The Medical Exam Question
For larger policies, insurers may require a paramedical exam — a nurse comes to your home and takes blood pressure, collects a blood sample, etc. It's free and usually takes 30 minutes.
If you're in good health, an exam often results in better rates. If you have health conditions, no-exam policies exist but tend to cost more.
What Makes Your Rate Go Up
Life insurance pricing is based on your probability of dying during the coverage period. Factors that increase cost:
- Age (each year you wait costs more — don't delay)
- Smoking (often 2-3x the premium)
- Obesity
- Pre-existing conditions (diabetes, heart disease, cancer history)
- Dangerous hobbies (skydiving, private pilot license)
- Driving record (DUIs significantly raise rates)
When to Review Your Coverage
Life insurance needs change. Reassess when:
- You have a child
- You buy a house
- Your income increases significantly
- Your children become financially independent
- You accumulate enough savings that your family would be financially secure without your income
Common Mistakes to Avoid
Buying too little: The cheapest 20-year policy with $250,000 coverage might not cover your mortgage and provide for your kids. Don't underinsure to save $10/month.

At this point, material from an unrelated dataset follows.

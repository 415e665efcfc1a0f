//! Shared helpers.

pub mod decimal;

pub use decimal::*;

Buying through your employer and stopping there: Employer group life insurance (usually 1-2x salary) is rarely enough. It also disappears if you leave the job.

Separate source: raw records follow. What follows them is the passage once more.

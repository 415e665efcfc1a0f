//! In-memory scripted exchange for tests and dry runs.
//!
//! Unlike [`PaperExchange`](super::PaperExchange) nothing is persisted; the
//! test drives fills, cancels and failures explicitly.

use super::traits::ExchangeClient;
use super::types::*;
use crate::model::Side;
use crate::runtime::Clock;
use async_trait::async_trait;
use chrono::{DateTime, Utc};
use rust_decimal::Decimal;
use std::collections::{HashMap, VecDeque};
use std::sync::atomic::{AtomicU64, Ordering};
use std::sync::Arc;
use tokio::sync::RwLock;
use tracing::{debug, info};

/// One order resting on the mock venue.
#[derive(Debug, Clone)]
pub struct MockOrder {
    pub exchange_order_id: String,
    pub request: OrderRequest,
    pub status: ExchangeOrderStatus,
    pub filled: Decimal,
}

/// Scripted outcome for the next submission.
#[derive(Debug, Clone)]
pub enum SubmitScript {
    /// Fail with this error without touching the book.
    Fail(ExchangeError),
    /// Accept the order but report a timeout to the caller.
    AcceptThenTimeout,
}

#[derive(Debug, Default)]
pub struct MockExchangeState {
    pub orders: HashMap<String, MockOrder>,
    pub fills: HashMap<String, Vec<ExchangeFill>>,
    pub positions: HashMap<(String, u32), Decimal>,
    pub marks: HashMap<String, Decimal>,
    pub submit_script: VecDeque<SubmitScript>,
    pub submit_calls: u64,
    pub cancel_calls: u64,
}

/// Mock venue with manual or automatic fills.
pub struct MockExchange {
    state: Arc<RwLock<MockExchangeState>>,
    order_id_counter: AtomicU64,
    fill_id_counter: AtomicU64,
    clock: Arc<dyn Clock>,
    /// Fill marketable submissions in full at the limit price
    auto_fill: bool,
}

impl MockExchange {
    pub fn new(clock: Arc<dyn Clock>) -> Self {
        Self {
            state: Arc::new(RwLock::new(MockExchangeState::default())),
            order_id_counter: AtomicU64::new(1),
            fill_id_counter: AtomicU64::new(1),
            clock,
            auto_fill: false,
        }
    }

    pub fn with_auto_fill(mut self) -> Self {
        self.auto_fill = true;
        self
    }

    pub async fn set_mark(&self, token_id: &str, price: Decimal) {
        self.state.write().await.marks.insert(token_id.to_string(), price);
    }

    pub async fn script_submit(&self, script: SubmitScript) {
        self.state.write().await.submit_script.push_back(script);
    }

    pub async fn submit_calls(&self) -> u64 {
        self.state.read().await.submit_calls
    }

    pub async fn cancel_calls(&self) -> u64 {
        self.state.read().await.cancel_calls
    }

    pub async fn order(&self, exchange_order_id: &str) -> Option<MockOrder> {
        self.state.read().await.orders.get(exchange_order_id).cloned()
    }

    pub async fn order_by_client_id(&self, client_order_id: &str) -> Option<MockOrder> {
        self.state
            .read()
            .await
            .orders
            .values()
            .find(|o| o.request.client_order_id == client_order_id)
            .cloned()
    }

    /// Override the authoritative position, e.g. to simulate a manual trade.
    pub async fn set_position(&self, market_id: &str, outcome: u32, quantity: Decimal) {
        self.state
            .write()
            .await
            .positions
            .insert((market_id.to_string(), outcome), quantity);
    }

    /// Execute `size` (unsigned) of an order at `price`.
    pub async fn fill(
        &self,
        exchange_order_id: &str,
        size: Decimal,
        price: Decimal,
    ) -> Result<ExchangeFill, ExchangeError> {
        let ts = self.clock.now();
        let fill_id = format!("fill-{}", self.fill_id_counter.fetch_add(1, Ordering::SeqCst));
        let mut state = self.state.write().await;
        Self::apply_fill(&mut state, exchange_order_id, fill_id, size, price, ts)
    }

    /// Cancel from the venue side (expiry, market halt).
    pub async fn expire(&self, exchange_order_id: &str) {
        if let Some(order) = self.state.write().await.orders.get_mut(exchange_order_id) {
            if order.status == ExchangeOrderStatus::Open {
                order.status = ExchangeOrderStatus::Cancelled;
            }
        }
    }

    fn apply_fill(
        state: &mut MockExchangeState,
        exchange_order_id: &str,
        fill_id: String,
        size: Decimal,
        price: Decimal,
        ts: DateTime<Utc>,
    ) -> Result<ExchangeFill, ExchangeError> {
        let order = state
            .orders
            .get_mut(exchange_order_id)
            .ok_or_else(|| ExchangeError::NotFound(exchange_order_id.to_string()))?;
        if order.status != ExchangeOrderStatus::Open {
            return Err(ExchangeError::Rejected(format!("order is {}", order.status)));
        }

        let size = size.min(order.request.size - order.filled);
        order.filled += size;
        if order.filled >= order.request.size {
            order.status = ExchangeOrderStatus::Filled;
        }

        let fill = ExchangeFill {
            fill_id,
            exchange_order_id: exchange_order_id.to_string(),
            side: order.request.side,
            size,
            price,
            ts,
        };
        let key = (order.request.market_id.clone(), order.request.outcome);
        *state.positions.entry(key).or_default() += fill.signed_quantity();
        state
            .fills
            .entry(exchange_order_id.to_string())
            .or_default()
            .push(fill.clone());

        debug!(
            order = %exchange_order_id,
            size = %size,
            price = %price,
            "Mock fill"
        );
        Ok(fill)
    }

    fn to_state(order: &MockOrder) -> OrderState {
        OrderState {
            exchange_order_id: order.exchange_order_id.clone(),
            client_order_id: Some(order.request.client_order_id.clone()),
            status: order.status,
            filled_size: order.filled,
        }
    }
}

#[async_trait]
impl ExchangeClient for MockExchange {
    fn name(&self) -> &'static str {
        "mock"
    }

    async fn submit_order(&self, request: &OrderRequest) -> Result<OrderAck, ExchangeError> {
        let now = self.clock.now();
        let mut state = self.state.write().await;
        state.submit_calls += 1;

        let script = state.submit_script.pop_front();
        if let Some(SubmitScript::Fail(err)) = script {
            return Err(err);
        }

        if let Some(existing) = state
            .orders
            .values()
            .find(|o| o.request.client_order_id == request.client_order_id)
        {
            return Ok(OrderAck {
                exchange_order_id: existing.exchange_order_id.clone(),
                status: existing.status,
            });
        }

        let exchange_order_id = format!(
            "mock-{}",
            self.order_id_counter.fetch_add(1, Ordering::SeqCst)
        );
        state.orders.insert(
            exchange_order_id.clone(),
            MockOrder {
                exchange_order_id: exchange_order_id.clone(),
                request: request.clone(),
                status: ExchangeOrderStatus::Open,
                filled: Decimal::ZERO,
            },
        );
        info!(
            order = %exchange_order_id,
            client_order_id = %request.client_order_id,
            side = %request.side,
            size = %request.size,
            limit = %request.limit_price,
            "Mock order accepted"
        );

        if self.auto_fill {
            let marketable = match (state.marks.get(&request.token_id), request.side) {
                (Some(mark), Side::Buy) => *mark <= request.limit_price,
                (Some(mark), Side::Sell) => *mark >= request.limit_price,
                (None, _) => true,
            };
            if marketable {
                let fill_id = format!("fill-{}", self.fill_id_counter.fetch_add(1, Ordering::SeqCst));
                Self::apply_fill(
                    &mut state,
                    &exchange_order_id,
                    fill_id,
                    request.size,
                    request.limit_price,
                    now,
                )?;
            }
        }

        if matches!(script, Some(SubmitScript::AcceptThenTimeout)) {
            return Err(ExchangeError::Timeout);
        }

        let status = state
            .orders
            .get(&exchange_order_id)
            .map(|o| o.status)
            .unwrap_or(ExchangeOrderStatus::Open);
        Ok(OrderAck {
            exchange_order_id,
            status,
        })
    }

    async fn find_order(&self, client_order_id: &str) -> Result<Option<OrderState>, ExchangeError> {
        Ok(self
            .order_by_client_id(client_order_id)
            .await
            .map(|o| Self::to_state(&o)))
    }

    async fn order_state(&self, exchange_order_id: &str) -> Result<OrderState, ExchangeError> {
        self.order(exchange_order_id)
            .await
            .map(|o| Self::to_state(&o))
            .ok_or_else(|| ExchangeError::NotFound(exchange_order_id.to_string()))
    }

    async fn fills(
        &self,
        exchange_order_id: &str,
        since: Option<DateTime<Utc>>,
    ) -> Result<Vec<ExchangeFill>, ExchangeError> {
        let state = self.state.read().await;
        if !state.orders.contains_key(exchange_order_id) {
            return Err(ExchangeError::NotFound(exchange_order_id.to_string()));
        }
        Ok(state
            .fills
            .get(exchange_order_id)
            .map(|fills| {
                fills
                    .iter()
                    .filter(|f| since.map_or(true, |s| f.ts >= s))
                    .cloned()
                    .collect()
            })
            .unwrap_or_default())
    }

    async fn cancel_order(&self, exchange_order_id: &str) -> Result<(), ExchangeError> {
        let mut state = self.state.write().await;
        state.cancel_calls += 1;
        let order = state
            .orders
            .get_mut(exchange_order_id)
            .ok_or_else(|| ExchangeError::NotFound(exchange_order_id.to_string()))?;
        match order.status {
            ExchangeOrderStatus::Open => {
                order.status = ExchangeOrderStatus::Cancelled;
                Ok(())
            }
            ExchangeOrderStatus::Cancelled => Ok(()),
            ExchangeOrderStatus::Filled => {
                Err(ExchangeError::Rejected("order already filled".to_string()))
            }
        }
    }

    async fn positions(&self, _account: &str) -> Result<Vec<PositionSnapshot>, ExchangeError> {
        let state = self.state.read().await;
        let mut snapshot: Vec<_> = state
            .positions
            .iter()
            .filter(|(_, qty)| !qty.is_zero())
            .map(|((market_id, outcome), quantity)| PositionSnapshot {
                market_id: market_id.clone(),
                outcome: *outcome,
                quantity: *quantity,
            })
            .collect();
        snapshot.sort_by(|a, b| (&a.market_id, a.outcome).cmp(&(&b.market_id, b.outcome)));
        Ok(snapshot)
    }

    async fn mark_price(&self, token_id: &str) -> Result<Option<Decimal>, ExchangeError> {
        Ok(self.state.read().await.marks.get(token_id).copied())
    }
}

#[cfg(test)]
mod tests {
    use super::*;
    use crate::runtime::SystemClock;
    use rust_decimal_macros::dec;

    fn request(client_id: &str, side: Side, size: Decimal) -> OrderRequest {
        OrderRequest {
            client_order_id: client_id.to_string(),
            market_id: "m1".to_string(),
            outcome: 1,
            token_id: "yes".to_string(),
            side,
            size,
            limit_price: dec!(0.10),
        }
    }

    #[tokio::test]
    async fn test_partial_then_full_fill() {
        let exchange = MockExchange::new(Arc::new(SystemClock));
        let ack = exchange
            .submit_order(&request("c1", Side::Buy, dec!(100)))
            .await
            .unwrap();
        assert_eq!(ack.status, ExchangeOrderStatus::Open);

        exchange.fill(&ack.exchange_order_id, dec!(40), dec!(0.10)).await.unwrap();
        let state = exchange.order_state(&ack.exchange_order_id).await.unwrap();
        assert_eq!(state.status, ExchangeOrderStatus::Open);
        assert_eq!(state.filled_size, dec!(40));

        // Overfill is clipped to the remaining size
        let fill = exchange.fill(&ack.exchange_order_id, dec!(100), dec!(0.10)).await.unwrap();
        assert_eq!(fill.size, dec!(60));
        let state = exchange.order_state(&ack.exchange_order_id).await.unwrap();
        assert_eq!(state.status, ExchangeOrderStatus::Filled);

        let positions = exchange.positions("any").await.unwrap();
        assert_eq!(positions[0].quantity, dec!(100));
    }

    #[tokio::test]
    async fn test_scripted_failures() {
        let exchange = MockExchange::new(Arc::new(SystemClock));
        exchange
            .script_submit(SubmitScript::Fail(ExchangeError::Transient("503".into())))
            .await;
        exchange.script_submit(SubmitScript::AcceptThenTimeout).await;

        let req = request("c1", Side::Buy, dec!(10));
        assert!(matches!(
            exchange.submit_order(&req).await,
            Err(ExchangeError::Transient(_))
        ));
        assert_eq!(exchange.submit_order(&req).await, Err(ExchangeError::Timeout));

        // The timed-out submission did reach the book
        let found = exchange.find_order("c1").await.unwrap();
        assert!(found.is_some());
        assert_eq!(exchange.submit_calls().await, 2);
    }

    #[tokio::test]
    async fn test_auto_fill_respects_mark() {
        let exchange = MockExchange::new(Arc::new(SystemClock)).with_auto_fill();
        exchange.set_mark("yes", dec!(0.12)).await;

        let buy = exchange
            .submit_order(&request("c1", Side::Buy, dec!(10)))
            .await
            .unwrap();
        assert_eq!(buy.status, ExchangeOrderStatus::Open);

        let sell = exchange
            .submit_order(&request("c2", Side::Sell, dec!(10)))
            .await
            .unwrap();
        assert_eq!(sell.status, ExchangeOrderStatus::Filled);
        assert_eq!(exchange.fills(&sell.exchange_order_id, None).await.unwrap().len(), 1);
    }
}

Waiting too long: Life insurance gets more expensive as you age. Every year you wait costs more, and a health event can make you uninsurable or dramatically increase your rates.
Buying whole life you don't need: If an agent is pushing you toward whole life, ask them to show you the same death benefit in term life and calculate the premium difference. Then ask what your returns would be if you invested that difference.
The Bottom Line
For most people under 50 with dependents: buy a 20-25 year level term policy for 10-12x your annual income from a highly rated insurer. Shop at least 3-4 companies. Get it done in an hour online. Done.
Life insurance is one of the least complicated personal finance decisions once you strip away the sales complexity.